We found that the board did not warn Mrs C of the possibility of permanent bladder damage prior to her surgery. Whilst we were satisfied that the surgery was carried out correctly and the subsequent complications were unavoidable, we considered that there was an unreasonable delay to providing Mrs C with an alternative to self-catheterisation.

Recommendations
We recommended that the board:
• include information about the potential for permanent bladder problems, and any other significant detrimental outcomes, in their pre-operative counselling for vaginal repair surgery;
• draw their staff's attention to the NICE guidance on surgical repair of vaginal wall prolapse using mesh to ensure that patients are provided with full information regarding the risks and benefits of this procedure prior to giving consent; and
• apologise to Mrs C for the issues highlighted.
 

  • Case ref:
    201100875
  • Date:
    February 2012
  • Body:
    Scottish Ambulance Service
  • Sector:
    Health
  • Outcome:
    Upheld, recommendations
  • Subject:
    clinical treatment; diagnosis

Summary
An MSP complained on behalf of Mrs A about the Scottish Ambulance Service (SAS). Mrs C's husband (Mr A) suffered a heart attack and the SAS were asked to dispatch an ambulance. The ambulance crew gave Mr A aspirin and carried out an ECG (electrocardiograph). It is normal practice for ECG results to be transmitted to the Golden Jubilee Hospital, which provides specialist emergency treatment for heart attack patients. However, on this occasion, the ambulance crew were unable to transmit the results. The paramedic who attended Mr A phoned the Golden Jubilee for advice, as per the protocol for such situations. He was advised that he could take Mr A to the Golden Jubilee if he was having a heart attack, otherwise he should be redirected to a local Accident and Emergency unit.

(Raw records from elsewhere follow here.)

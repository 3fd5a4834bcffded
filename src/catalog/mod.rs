//! Misconception catalogue used when writing up results.
//!
//! The catalogue maps misconception tags to human-readable names,
//! prerequisite skills and remediation interventions. The engine only reads
//! it through [`RemediationCatalog`], so deployments can swap in their own.

mod builtins;

use std::collections::HashMap;

use serde::{Deserialize, Serialize};

/// Curriculum strand a misconception belongs to.
#[derive(Debug, Clone, Copy, PartialEq, Eq, Hash, Serialize, Deserialize)]
#[serde(rename_all = "snake_case")]
pub enum MisconceptionCategory {
    NumberOperations,
    Fractions,
    Decimals,
    Algebra,
    Geometry,
    Measurement,
    Data,
}

/// Catalogue entry for one misconception.
#[derive(Debug, Clone, PartialEq, Serialize, Deserialize)]
pub struct MisconceptionEntry {
    /// Tag used by distractors and probes.
    pub tag: String,
    /// Stable taxonomy identifier (e.g. `misc_001`).
    pub taxonomy_id: String,
    pub name: String,
    pub category: MisconceptionCategory,
    pub description: String,
    pub prerequisite_skills: Vec<String>,
    pub remediation_strategy: String,
    pub intervention_ids: Vec<String>,
}

/// Read-only lookup of misconception metadata.
pub trait RemediationCatalog: Send + Sync {
    /// Entry for `tag`, if the catalogue knows it.
    fn entry(&self, tag: &str) -> Option<&MisconceptionEntry>;

    /// Interventions for `tag`, falling back to a generic id for unknown tags.
    fn interventions(&self, tag: &str) -> Vec<String> {
        match self.entry(tag) {
            Some(entry) if !entry.intervention_ids.is_empty() => entry.intervention_ids.clone(),
            _ => vec![format!("INTERVENTION-{}", tag)],
        }
    }

    /// Display name for `tag`, the tag itself when unknown.
    fn display_name(&self, tag: &str) -> String {
        self.entry(tag)
            .map(|e| e.name.clone())
            .unwrap_or_else(|| tag.to_string())
    }

    /// Prerequisite skills affected by `tag`.
    fn prerequisite_skills(&self, tag: &str) -> Vec<String> {
        self.entry(tag)
            .map(|e| e.prerequisite_skills.clone())
            .unwrap_or_default()
    }
}

/// In-memory catalogue keyed by tag and taxonomy id.
#[derive(Debug, Clone, Default)]
pub struct StaticCatalog {
    entries: HashMap<String, MisconceptionEntry>,
    taxonomy_index: HashMap<String, String>,
}

impl StaticCatalog {
    /// Create an empty catalogue.
    pub fn new() -> Self {
        Self::default()
    }

    /// Create a catalogue preloaded with the built-in taxonomy.
    pub fn with_builtins() -> Self {
        let mut catalog = Self::new();
        for entry in builtins::taxonomy() {
            catalog.register(entry);
        }
        catalog
    }

    /// Add or replace an entry.
    pub fn register(&mut self, entry: MisconceptionEntry) {
        self.taxonomy_index
            .insert(entry.taxonomy_id.clone(), entry.tag.clone());
        self.entries.insert(entry.tag.clone(), entry);
    }

    pub fn len(&self) -> usize {
        self.entries.len()
    }

    pub fn is_empty(&self) -> bool {
        self.entries.is_empty()
    }

    /// Entries in a category, sorted by taxonomy id.
    pub fn by_category(&self, category: MisconceptionCategory) -> Vec<&MisconceptionEntry> {
        let mut entries: Vec<_> = self
            .entries
            .values()
            .filter(|e| e.category == category)
            .collect();
        entries.sort_by(|a, b| a.taxonomy_id.cmp(&b.taxonomy_id));
        entries
    }
}

impl RemediationCatalog for StaticCatalog {
    fn entry(&self, tag: &str) -> Option<&MisconceptionEntry> {
        self.entries.get(tag).or_else(|| {
            self.taxonomy_index
                .get(tag)
                .and_then(|canonical| self.entries.get(canonical))
        })
    }
}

The paramedic understood that the correct procedure at that time was to take patients to the Vale of Leven Hospital for initial assessment. He did this, but, upon confirmation that Mr A was having a heart attack, staff at the Vale of Leven redirected him to the Golden Jubilee. By the time Mr A arrived at the Golden Jubilee, another patient had arrived and was treated before him. Mr A did not recover from his heart attack and died three weeks later.

We found that the equipment provided in the ambulance was not properly configured and prevented the ambulance crew from transmitting Mr A's ECG results to the Golden Jubilee. The protocol in place at the time of this incident required ambulance crews to take patients showing signs of a heart attack to the Golden Jubilee in the first instance. We found that the paramedic was not aware of the correct protocol and incorrectly decided to take Mr A to the Vale of Leven, delaying his treatment.

Recommendations
We recommended that the Scottish Ambulance Service:
• apologise to Mrs A and her family for the issues highlighted in this decision notice; and
• consider establishing a standard form of words with PCI (Percutaneous Coronary Intervention) centres to avoid any confusion as to what action ambulance crews are being advised to take.